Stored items
· · ·
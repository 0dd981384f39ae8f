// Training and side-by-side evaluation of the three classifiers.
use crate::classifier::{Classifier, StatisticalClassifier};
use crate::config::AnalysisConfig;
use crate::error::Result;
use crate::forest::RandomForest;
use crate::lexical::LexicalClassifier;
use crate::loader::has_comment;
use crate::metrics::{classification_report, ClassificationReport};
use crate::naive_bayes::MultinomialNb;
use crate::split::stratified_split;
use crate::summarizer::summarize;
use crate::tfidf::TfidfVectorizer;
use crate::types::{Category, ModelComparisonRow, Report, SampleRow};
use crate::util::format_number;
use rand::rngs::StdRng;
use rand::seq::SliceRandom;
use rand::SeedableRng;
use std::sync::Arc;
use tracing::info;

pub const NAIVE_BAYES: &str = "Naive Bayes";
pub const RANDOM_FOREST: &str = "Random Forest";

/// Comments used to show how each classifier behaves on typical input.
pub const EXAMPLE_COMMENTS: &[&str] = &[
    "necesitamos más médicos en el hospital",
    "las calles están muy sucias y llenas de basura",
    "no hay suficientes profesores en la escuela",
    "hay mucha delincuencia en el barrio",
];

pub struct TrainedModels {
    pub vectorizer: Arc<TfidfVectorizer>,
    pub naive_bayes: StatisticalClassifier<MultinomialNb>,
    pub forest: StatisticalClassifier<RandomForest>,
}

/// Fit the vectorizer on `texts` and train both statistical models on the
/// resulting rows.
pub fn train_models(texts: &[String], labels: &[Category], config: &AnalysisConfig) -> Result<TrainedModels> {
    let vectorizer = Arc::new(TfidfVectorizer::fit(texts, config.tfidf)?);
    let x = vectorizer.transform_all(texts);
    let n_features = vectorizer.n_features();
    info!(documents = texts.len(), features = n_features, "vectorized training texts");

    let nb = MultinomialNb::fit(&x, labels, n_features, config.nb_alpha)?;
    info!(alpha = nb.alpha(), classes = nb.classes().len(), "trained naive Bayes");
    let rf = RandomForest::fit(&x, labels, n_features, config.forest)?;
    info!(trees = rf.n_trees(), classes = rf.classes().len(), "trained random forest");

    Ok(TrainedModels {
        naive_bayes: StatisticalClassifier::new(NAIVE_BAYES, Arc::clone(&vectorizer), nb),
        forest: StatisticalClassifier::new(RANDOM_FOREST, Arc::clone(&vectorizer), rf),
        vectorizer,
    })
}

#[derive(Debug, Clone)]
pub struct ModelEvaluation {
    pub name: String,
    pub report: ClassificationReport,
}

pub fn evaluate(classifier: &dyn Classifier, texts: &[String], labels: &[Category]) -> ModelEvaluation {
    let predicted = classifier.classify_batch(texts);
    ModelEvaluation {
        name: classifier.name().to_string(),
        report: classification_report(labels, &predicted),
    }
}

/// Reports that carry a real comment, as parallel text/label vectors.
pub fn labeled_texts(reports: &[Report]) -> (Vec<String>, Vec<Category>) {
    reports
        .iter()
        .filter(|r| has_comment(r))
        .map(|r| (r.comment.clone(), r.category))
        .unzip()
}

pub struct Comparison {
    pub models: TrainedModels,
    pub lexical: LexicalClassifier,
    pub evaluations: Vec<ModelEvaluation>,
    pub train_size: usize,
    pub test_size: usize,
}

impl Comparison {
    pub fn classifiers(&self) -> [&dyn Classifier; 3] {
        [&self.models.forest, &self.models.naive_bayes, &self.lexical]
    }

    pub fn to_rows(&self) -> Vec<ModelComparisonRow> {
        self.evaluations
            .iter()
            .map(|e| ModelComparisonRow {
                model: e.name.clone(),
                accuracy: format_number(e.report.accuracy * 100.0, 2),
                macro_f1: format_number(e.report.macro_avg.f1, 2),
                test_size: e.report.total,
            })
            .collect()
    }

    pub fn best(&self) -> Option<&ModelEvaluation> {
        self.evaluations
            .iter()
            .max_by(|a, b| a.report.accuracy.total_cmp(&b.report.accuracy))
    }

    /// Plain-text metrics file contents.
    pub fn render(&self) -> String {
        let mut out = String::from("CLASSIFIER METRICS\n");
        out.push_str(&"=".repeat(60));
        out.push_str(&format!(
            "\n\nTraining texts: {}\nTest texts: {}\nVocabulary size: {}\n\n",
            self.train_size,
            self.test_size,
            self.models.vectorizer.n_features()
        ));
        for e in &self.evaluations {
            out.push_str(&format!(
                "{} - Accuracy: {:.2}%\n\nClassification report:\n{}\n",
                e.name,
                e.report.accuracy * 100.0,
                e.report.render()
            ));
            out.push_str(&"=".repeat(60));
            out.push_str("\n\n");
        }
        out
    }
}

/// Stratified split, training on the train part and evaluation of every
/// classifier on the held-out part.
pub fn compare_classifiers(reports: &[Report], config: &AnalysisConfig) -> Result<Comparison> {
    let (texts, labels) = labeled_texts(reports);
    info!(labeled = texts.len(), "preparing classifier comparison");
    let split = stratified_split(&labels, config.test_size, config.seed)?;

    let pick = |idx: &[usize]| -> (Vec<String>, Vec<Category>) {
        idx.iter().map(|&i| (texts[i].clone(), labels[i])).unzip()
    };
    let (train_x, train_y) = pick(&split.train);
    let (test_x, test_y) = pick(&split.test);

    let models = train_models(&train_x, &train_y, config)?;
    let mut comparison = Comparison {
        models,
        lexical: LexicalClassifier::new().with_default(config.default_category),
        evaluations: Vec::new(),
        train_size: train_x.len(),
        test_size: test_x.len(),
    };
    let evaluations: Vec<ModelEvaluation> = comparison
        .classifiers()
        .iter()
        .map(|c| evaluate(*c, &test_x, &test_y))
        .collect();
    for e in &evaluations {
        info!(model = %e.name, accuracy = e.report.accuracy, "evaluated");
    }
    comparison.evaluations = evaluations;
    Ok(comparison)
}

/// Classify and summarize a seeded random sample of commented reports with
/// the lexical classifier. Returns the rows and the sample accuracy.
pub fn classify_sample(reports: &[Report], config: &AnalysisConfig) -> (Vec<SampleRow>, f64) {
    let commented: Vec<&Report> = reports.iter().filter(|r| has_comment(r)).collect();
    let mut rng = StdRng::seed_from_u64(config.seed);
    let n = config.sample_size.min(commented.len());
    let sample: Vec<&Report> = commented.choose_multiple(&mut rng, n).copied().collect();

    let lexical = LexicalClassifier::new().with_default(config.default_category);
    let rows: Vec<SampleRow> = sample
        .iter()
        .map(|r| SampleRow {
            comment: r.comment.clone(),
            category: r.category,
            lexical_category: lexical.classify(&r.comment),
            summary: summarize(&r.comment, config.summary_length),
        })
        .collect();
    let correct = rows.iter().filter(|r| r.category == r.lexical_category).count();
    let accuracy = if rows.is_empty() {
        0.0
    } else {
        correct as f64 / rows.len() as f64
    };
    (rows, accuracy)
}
· · ·
Exercise details —
Which lines of the data above contain the string "SampleRow"? Copy each of them.

Exercise output —
use crate::types::{Category, ModelComparisonRow, Report, SampleRow};
pub fn classify_sample(reports: &[Report], config: &AnalysisConfig) -> (Vec<SampleRow>, f64) {
    let rows: Vec<SampleRow> = sample
        .map(|r| SampleRow {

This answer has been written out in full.